Worn down sneakers and shoes are more trouble than they are worth. They take up valuable space in the back of your closets, clutter hallways and the loss of support and cushioning can cause shin splints, Achilles tendinitis, knee pain and plantar fasciitis, a common form of heel pain. Worn out shoes are also bad news for your posture and balance. Change (regularly used) running SHOES every 6 to 7 months. Regular shoes such as casual sneakers, sandals and boots do last longer, but make sure to keep them in good shape. Oh, and if your shoes smell bad, even after a wash, get rid of them. For your fellow man, please!
Lycra running pants and underwear. For the love of all things fresh, modern and yeast-infection free, do yourself a favour and ditch those funky Lycra running pants and undies now. They’re probably stretched, dated and they make you appear old and out of step with the times. More important, this synthetic bad guy is guilty, guilty, guilty of provoking itching, skin rashes and yeast infections. According to evidence, Lycra traps moisture, setting up the perfect condition for the growth of yeast organisms that thrive in moist, warm environments like the crotch area. Nix the Lycra now. It would be a crime to let them continue taking up valuable space in your home. Double ouch.
Non-UV Costume sunglasses. This is one shady deal. Those $10 gas station glasses may have movie star appeal, but non-UV sunglasses not only burn a (tiny) hole in your WALLET, they can also cause burns to your eyes. The sun’s harmful UV rays cause the same type of damage to your eyes as your skin. Sporting costume non-UV shades offers no protection and can cause burn, blindness and an elevated risk of cancer. Surely, this is not what you bargained for. Ditch them. Local service clubs like the Lions Club and companies like Lens Crafters and Pearle Vision may accept your glasses for reuse of the frames or for recycling.
Your super fat and super thin clothes. Free your mind and your closet space by letting go of those skinny jeans you wore back in college or the muumuu you’ve held onto as a caution to never to let your weight balloon again. Let them go and concentrate on the here and now. Face it, those jeans will never fit you in the same way again. They were designed for 20-year-old bodies, after all, not for A 40-something. As for the oversized frocks and sweaters, why would you want to hang on to unhappy memories? Show off your new shape with more figure-flattering clothes. So buck up, bag them and take them to Goodwill or other thrift stores in your area.
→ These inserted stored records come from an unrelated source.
use base64::Engine;
use base64::engine::general_purpose::STANDARD as BASE64;
use bytes::Bytes;
use pixelforge_core::prelude::*;
use reqwest::Client;
use reqwest::multipart::{Form, Part};
use serde::Deserialize;
use serde_json::{Value, json};
use std::time::Duration;
use tracing::{debug, info, instrument, warn};

const DESCRIBE_INSTRUCTION: &str = "Describe this pixel art image in detail. Mention the main subject, \
    style, colors, important elements and their positions, and any notable feature. Be very specific.";

#[derive(Clone, Debug)]
pub struct OpenAiConfig {
    pub api_key: String,
    pub api_base: String,
    pub image_model: String,
    pub edit_model: String,
    pub vision_model: String,
    pub timeout: Duration,
}

impl Default for OpenAiConfig {
    fn default() -> Self {
        Self {
            api_key: String::new(),
            api_base: "https://api.openai.com/v1".to_string(),
            image_model: "dall-e-3".to_string(),
            edit_model: "gpt-image-1".to_string(),
            vision_model: "gpt-4o".to_string(),
            timeout: Duration::from_secs(120),
        }
    }
}

/// [`ImageProvider`] talking to the OpenAI HTTP API.
#[derive(Clone)]
pub struct OpenAiProvider {
    client: Client,
    config: OpenAiConfig,
}

impl OpenAiProvider {
    pub fn new(config: OpenAiConfig) -> Result<Self, ProviderError> {
        let client = Client::builder()
            .user_agent(concat!("pixelforge/", env!("CARGO_PKG_VERSION")))
            .timeout(config.timeout)
            .build()
            .map_err(|e| ProviderError::Network(format!("Failed to build HTTP client: {e}")))?;

        if config.api_key.is_empty() {
            warn!("OpenAI API key is empty, provider calls will fail");
        }

        Ok(Self { client, config })
    }

    fn endpoint(&self, path: &str) -> String {
        format!("{}/{path}", self.config.api_base.trim_end_matches('/'))
    }

    fn ensure_configured(&self) -> Result<(), ProviderError> {
        if self.config.api_key.is_empty() {
            return Err(ProviderError::NotConfigured("OPENAI_API_KEY is not set".into()));
        }
        Ok(())
    }

    async fn read_json(response: reqwest::Response) -> Result<Value, ProviderError> {
        let status = response.status();
        let body = response
            .text()
            .await
            .map_err(|e| ProviderError::Network(e.to_string()))?;

        if !status.is_success() {
            return Err(ProviderError::Api {
                status: status.as_u16(),
                message: api_error_message(&body),
            });
        }

        serde_json::from_str(&body).map_err(|e| ProviderError::Malformed(e.to_string()))
    }

    async fn first_image(&self, payload: &Value) -> Result<Bytes, ProviderError> {
        match first_image_source(payload)? {
            ImageSource::Inline(bytes) => Ok(bytes),
            ImageSource::Url(url) => self.download(&url).await,
        }
    }

    async fn download(&self, url: &str) -> Result<Bytes, ProviderError> {
        debug!("Downloading generated image");
        let response = self
            .client
            .get(url)
            .send()
            .await
            .map_err(|e| ProviderError::Network(e.to_string()))?;

        if !response.status().is_success() {
            return Err(ProviderError::Api {
                status: response.status().as_u16(),
                message: format!("image download from {url} failed"),
            });
        }

        response
            .bytes()
            .await
            .map_err(|e| ProviderError::Network(e.to_string()))
    }
}

impl ImageProvider for OpenAiProvider {
    #[instrument(skip(self, prompt), fields(model = %self.config.image_model))]
    async fn generate(&self, prompt: &str) -> Result<Bytes, ProviderError> {
        self.ensure_configured()?;

        let mut body = json!({
            "model": self.config.image_model,
            "prompt": prompt,
            "n": 1,
            "size": "1024x1024",
        });
        // gpt-image models reject these and always answer with base64.
        if self.config.image_model.starts_with("dall-e") {
            body["quality"] = json!("standard");
            body["response_format"] = json!("b64_json");
        }

        let response = self
            .client
            .post(self.endpoint("images/generations"))
            .bearer_auth(&self.config.api_key)
            .json(&body)
            .send()
            .await
            .map_err(|e| ProviderError::Network(e.to_string()))?;

        let payload = Self::read_json(response).await?;
        let image = self.first_image(&payload).await?;
        info!(bytes = image.len(), "Image generated");
        Ok(image)
    }

    #[instrument(skip(self, image), fields(model = %self.config.vision_model))]
    async fn describe(&self, image: Bytes) -> Result<String, ProviderError> {
        self.ensure_configured()?;

        let data_url = format!("data:image/png;base64,{}", BASE64.encode(&image));
        let body = json!({
            "model": self.config.vision_model,
            "max_tokens": 500,
            "messages": [{
                "role": "user",
                "content": [
                    { "type": "text", "text": DESCRIBE_INSTRUCTION },
                    { "type": "image_url", "image_url": { "url": data_url } }
                ]
            }]
        });

        let response = self
            .client
            .post(self.endpoint("chat/completions"))
            .bearer_auth(&self.config.api_key)
            .json(&body)
            .send()
            .await
            .map_err(|e| ProviderError::Network(e.to_string()))?;

        let payload: ChatCompletion = serde_json::from_value(Self::read_json(response).await?)
            .map_err(|e| ProviderError::Malformed(e.to_string()))?;

        let description = payload
            .choices
            .into_iter()
            .find_map(|choice| choice.message.content)
            .filter(|text| !text.trim().is_empty())
            .ok_or_else(|| ProviderError::Malformed("empty image description".into()))?;

        debug!(length = description.len(), "Image described");
        Ok(description)
    }

    #[instrument(skip(self, image, prompt), fields(model = %self.config.edit_model))]
    async fn edit(&self, image: Bytes, prompt: &str) -> Result<Bytes, ProviderError> {
        self.ensure_configured()?;

        let part = Part::bytes(image.to_vec())
            .file_name("image.png")
            .mime_str("image/png")
            .map_err(|e| ProviderError::Network(e.to_string()))?;
        let form = Form::new()
            .text("model", self.config.edit_model.clone())
            .text("prompt", prompt.to_string())
            .text("n", "1")
            .text("size", "1024x1024")
            .part("image", part);

        let response = self
            .client
            .post(self.endpoint("images/edits"))
            .bearer_auth(&self.config.api_key)
            .multipart(form)
            .send()
            .await
            .map_err(|e| ProviderError::Network(e.to_string()))?;

        let payload = Self::read_json(response).await?;
        let edited = self.first_image(&payload).await?;
        info!(bytes = edited.len(), "Image edited");
        Ok(edited)
    }
}

#[derive(Deserialize)]
struct ChatCompletion {
    #[serde(default)]
    choices: Vec<Choice>,
}

#[derive(Deserialize)]
struct Choice {
    message: ChoiceMessage,
}

#[derive(Deserialize)]
struct ChoiceMessage {
    content: Option<String>,
}

#[derive(Debug, PartialEq)]
enum ImageSource {
    Inline(Bytes),
    Url(String),
}

fn first_image_source(payload: &Value) -> Result<ImageSource, ProviderError> {
    let rows = payload
        .get("data")
        .and_then(Value::as_array)
        .ok_or_else(|| ProviderError::Malformed("response has no data array".into()))?;

    for row in rows {
        if let Some(b64) = row.get("b64_json").and_then(Value::as_str) {
            let bytes = BASE64
                .decode(b64.as_bytes())
                .map_err(|e| ProviderError::Malformed(format!("image base64 decode failed: {e}")))?;
            return Ok(ImageSource::Inline(Bytes::from(bytes)));
        }
        if let Some(url) = row.get("url").and_then(Value::as_str) {
            return Ok(ImageSource::Url(url.to_string()));
        }
    }

    Err(ProviderError::Malformed("response contains no image".into()))
}

fn api_error_message(body: &str) -> String {
    serde_json::from_str::<Value>(body)
        .ok()
        .and_then(|v| {
            v.pointer("/error/message")
                .and_then(Value::as_str)
                .map(str::to_string)
        })
        .unwrap_or_else(|| body.chars().take(300).collect())
}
The drop-side crib. Step away from that old (or even newish) drop-side crib you’ve been hanging on to for your new baby, grandkids, cousin’s baby or whoever. In case you haven’t heard, drop-side cribs have become the pariah of the baby snoozing world. Due to safety concerns, they are banned in the U.S. and crib safety organizations, the Canadian government and some other jurisdictions have taken a tougher stance towards the once popular cribs. Free up your valuable home space, check with larger/chain baby and toy stores to see if they will take and recycle your drop-side crib or other old baby furniture in return for a discount on something new.
Dried flowers and dead candles. Reduce the number of dust-collecting objects sitting on your coffee table, side tables, mantle, nightstand, bureaus, and countertops. The more stuff you have, the easier it is for dust to accumulate and the harder it is to wipe down the surfaces. Keep only a few precious objects on display. Some items like scented candles and potpourri are typical culprits for allergic rhinitis (runny or itchy nose, watery eyes and sneezing—resulting from inflammation of the nasal mucous membranes).